NHL Lines: Ranking the Top 15 Most Famous Lines in NHL History
Great players can rarely do it on their own. Two players that are great together can be a game-changer, but a line of three that's dominant can be a season-changer.
There are some great lines in the NHL today, but the league's history has been filled with incredible combinations.
In this slideshow, we're going to look at some of the most famous lines in NHL history with the nickname of the group. Some had an original nickname, some were as simple as the last names of the players. But all were effective and catchy.
Honorable Mention: Today's Best Lines
Here are some of the best lines in the game today:
Anaheim: Bobby Ryan, Ryan Getzlaf, Corey Perry
Chicago: Patrick Sharp, Jonathan Toews, Patrick Kane
Detroit: Henrik Zetterberg, Pavel Datsyuk, Tomas Holmstrom
Washington: Alex Ovechkin, Nicklas Backstrom, Mike Knuble
Vancouver: Daniel Sedin, Henrik Sedin, Alex Burrows
15. The ABC Line
Tyler Arnason, Mark Bell and Kyle Calder.
Named by the alphabetically-inclined, this was a productive line for the Blackhawks.
14. The Stastny Brothers
Peter, Anton and Marian Stastny.
Pretty simple nickname here...they were brothers and their last name was Stastny. More importantly, these three broke down some major barriers for Eastern European players in the NHL by defecting and producing at an incredible rate.
13. The Legion of Doom
Eric Lindros, John LeClair and Mikael Renberg.
A big imposing line that was dominant for the Flyers in the mid to late 1990s.
12. The LCB Line
Reggie Leach, Bobby Clarke and Bill Barber.
Another "original" line nickname using the letters of each player's last name, this was (as you can see from the photo) the top scoring line in Philly for a number of years in the 1970s.
11. The Party Line
Steve Larmer, Denis Savard and Al Secord.

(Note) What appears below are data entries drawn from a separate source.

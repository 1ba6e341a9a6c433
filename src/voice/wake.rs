//! Transcript-level wake phrase handling
//!
//! Acoustic detection belongs to the wake-trigger collaborator; this module
//! only deals with the text that comes back from transcription — a captured
//! utterance often still carries the wake phrase at the front ("valet what
//! time is it").

use super::WakeTrigger;

/// A normalized wake phrase with transcript matching and stripping
#[derive(Debug, Clone)]
pub struct WakePhrase {
    phrase: String,
}

impl WakePhrase {
    /// Create a wake phrase, normalized to lowercase and trimmed
    #[must_use]
    pub fn new(phrase: &str) -> Self {
        Self {
            phrase: phrase.trim().to_lowercase(),
        }
    }

    /// The normalized phrase
    #[must_use]
    pub fn as_str(&self) -> &str {
        &self.phrase
    }

    /// Whether the transcript contains the wake phrase anywhere
    #[must_use]
    pub fn matches(&self, transcript: &str) -> bool {
        transcript.to_lowercase().contains(&self.phrase)
    }

    /// Strip a leading wake phrase from a transcript
    ///
    /// Only a leading occurrence is removed, along with any separating
    /// whitespace or punctuation; a wake phrase mid-utterance is left
    /// alone ("tell valet hello" stays intact).
    #[must_use]
    pub fn strip_leading(&self, transcript: &str) -> String {
        let trimmed = transcript.trim();

        match self.leading_match_end(trimmed) {
            Some(end) => trimmed[end..]
                .trim_start_matches(|c: char| c.is_whitespace() || c == ',' || c == '.')
                .to_string(),
            None => trimmed.to_string(),
        }
    }

    /// Byte offset just past a leading wake phrase, or `None` without one
    ///
    /// Matches per-char with case folding rather than lowercasing the whole
    /// transcript: lowercasing can change byte lengths ("İ" grows), so an
    /// offset computed on a lowercased copy need not be a valid boundary of
    /// the original.
    fn leading_match_end(&self, text: &str) -> Option<usize> {
        let mut phrase = self.phrase.chars().peekable();

        for (idx, ch) in text.char_indices() {
            if phrase.peek().is_none() {
                return Some(idx);
            }
            for folded in ch.to_lowercase() {
                if phrase.next() != Some(folded) {
                    return None;
                }
            }
        }

        // The phrase consumed the whole transcript (bare wake phrase)
        phrase.peek().is_none().then_some(text.len())
    }
}

/// Substitute trigger for setups without an acoustic detector
///
/// Treats every idle cycle as triggered, so the transcript itself decides:
/// pair it with [`crate::gate::ConversationGate::require_phrase_when_idle`]
/// to keep utterances without the wake phrase from dispatching.
pub struct AlwaysAwake;

impl WakeTrigger for AlwaysAwake {
    fn poll(&mut self) -> bool {
        true
    }
}
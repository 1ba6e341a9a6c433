//! Error types for valet

use thiserror::Error;

/// Result type alias for valet operations
pub type Result<T> = std::result::Result<T, Error>;

/// Errors that can occur in valet
#[derive(Debug, Error)]
pub enum Error {
    /// Configuration error
    #[error("configuration error: {0}")]
    Config(String),

    /// Speech-to-text error
    #[error("STT error: {0}")]
    Stt(String),

    /// Text-to-speech error
    #[error("TTS error: {0}")]
    Tts(String),

    /// Skill error
    #[error("skill error: {0}")]
    Skill(String),

    /// Completion service error
    #[error("completion error: {0}")]
    Completion(String),

    /// Database error
    #[error("database error: {0}")]
    Database(String),

    /// IO error
    #[error("io error: {0}")]
    Io(#[from] std::io::Error),

    /// HTTP error
    #[error("http error: {0}")]
    Http(#[from] reqwest::Error),

    /// Serialization error
    #[error("serialization error: {0}")]
    Serialization(#[from] serde_json::Error),

    /// TOML parsing error
    #[error("toml error: {0}")]
    Toml(#[from] toml::de::Error),

    /// `SQLite` error
    #[error("sqlite error: {0}")]
    Sqlite(#[from] rusqlite::Error),
}
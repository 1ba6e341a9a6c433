//! Built-in skills
//!
//! These ship compiled into the binary and sit at the front of the
//! dispatch order, before any manifest-discovered skills.

use chrono::Local;

use super::Skill;
use crate::config::{Language, LanguageSetting};
use crate::Result;

/// Answers clock questions ("what time is it", "what's the time")
pub struct ClockSkill;

impl Skill for ClockSkill {
    fn name(&self) -> &str {
        "clock"
    }

    fn handle(&self, command: &str) -> Result<Option<String>> {
        let is_time_question = command.contains("what time is it")
            || command.contains("what's the time")
            || command.contains("what is the time")
            || command == "time";

        if !is_time_question {
            return Ok(None);
        }

        let now = Local::now();
        Ok(Some(format!("It is {}, sir.", now.format("%-I:%M %p"))))
    }
}

/// Claims `gaming mode` for its setup side effect
///
/// The resolver speaks the fixed mode acknowledgment itself; this skill
/// only performs whatever gaming-specific preparation is wanted and logs
/// it. The reply is still returned so direct dispatch works too.
pub struct GamingSetupSkill;

impl Skill for GamingSetupSkill {
    fn name(&self) -> &str {
        "gaming-setup"
    }

    fn handle(&self, command: &str) -> Result<Option<String>> {
        if command != "gaming mode" {
            return Ok(None);
        }

        tracing::info!("gaming setup triggered");
        Ok(Some("Game environment ready, sir.".to_string()))
    }
}

/// Switches the process-wide reply language
///
/// Shares a [`LanguageSetting`] with the AI fallback and the listener's
/// transcription hints.
pub struct LanguageSkill {
    language: LanguageSetting,
}

impl LanguageSkill {
    /// Create a language skill bound to the shared setting
    #[must_use]
    pub fn new(language: LanguageSetting) -> Self {
        Self { language }
    }
}

impl Skill for LanguageSkill {
    fn name(&self) -> &str {
        "language"
    }

    fn handle(&self, command: &str) -> Result<Option<String>> {
        match command {
            "switch to hindi" => {
                self.language.set(Language::Hindi);
                Ok(Some("अब मैं हिंदी में बात करूँगा।".to_string()))
            }
            "switch to english" => {
                self.language.set(Language::English);
                Ok(Some("Switching back to English, sir.".to_string()))
            }
            _ => Ok(None),
        }
    }
}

A unique combination of fists and speed, this was one of the most dangerous lines of the 1980s. Savard and Larmer had to leave Chicago to get Stanley Cup rings, but while together, they were two of the five best scorers in Hawks history.
10. The Million Dollar Line
Bobby Hull, Murray Balfour and Bill Hay.
One of the biggest lines of its time, Balfour and Hay helped Bobby Hull become one of the game's best scorers.
9. The Triple Crown Line
Marcel Dione, Dave Taylor and Charlie Simmer.
Three of the greatest Kings ever, this was the first line in NHL history where each player scored 100 points or more in the same season.
8. The Pony Line
Max Bentley, Doug Bentley and Bill Mosienko.
Three small players (all listed under 5'10") were all Hall of Famers and among the game's great scorers in the early 1940s.
7. The French Connection
Gilbert Perreault, Rick Martin and Rene Robert.
Three French-Canadian players that have been permanently placed in the rafters together in Buffalo together because of their contributions to the Sabres.
6. The Trio Grande Line (or the LILCO Line)
Clark Gillies, Bryan Trottier and Mike Bossy.
The top line on the last four-pete in NHL history, these three were as good as it got in the late 1970s and early 1980s.
5. The Punch Line
Toe Blake, Elmer Lach and Rocket Richard.
If you aren't familiar with these three, you're not much of a hockey fan. There's a trophy bearing Richard's name and Blake and Lach are two of the reasons the game honored the Rocket.
4. The Scooter Line
Doug Mohns, Stan Mikita and Ken Wharram.
A dominant scoring line, they were featured in their own "History Will Be Made" commercial.
3. The Sky Line
Mario Lemieux, Jaromir Jagr and Kevin Stevens.
Perhaps the most impressive scoring line of the past 25 years, all three were physically imposing and could score at will.
2. The Production Line
Detroit Red Wings
Gordie Howe, Sid Abel and Ted Lindsay
A reference to the auto industry in Detroit, there have been few (if any) lines better than this one. But one line was more famous...
1. The MPH Line
Pit Martin, Jim Pappin and Dennis Hull.
Chicago management initially wanted this line to feature the older Hull brother, Bobby, but when he held out, they gave the spot to Dennis. How respected were these guys? They were voted as the starters in the 1974 All-Star Game together, and were introduced at that All-Star game (and skated onto the ice) together.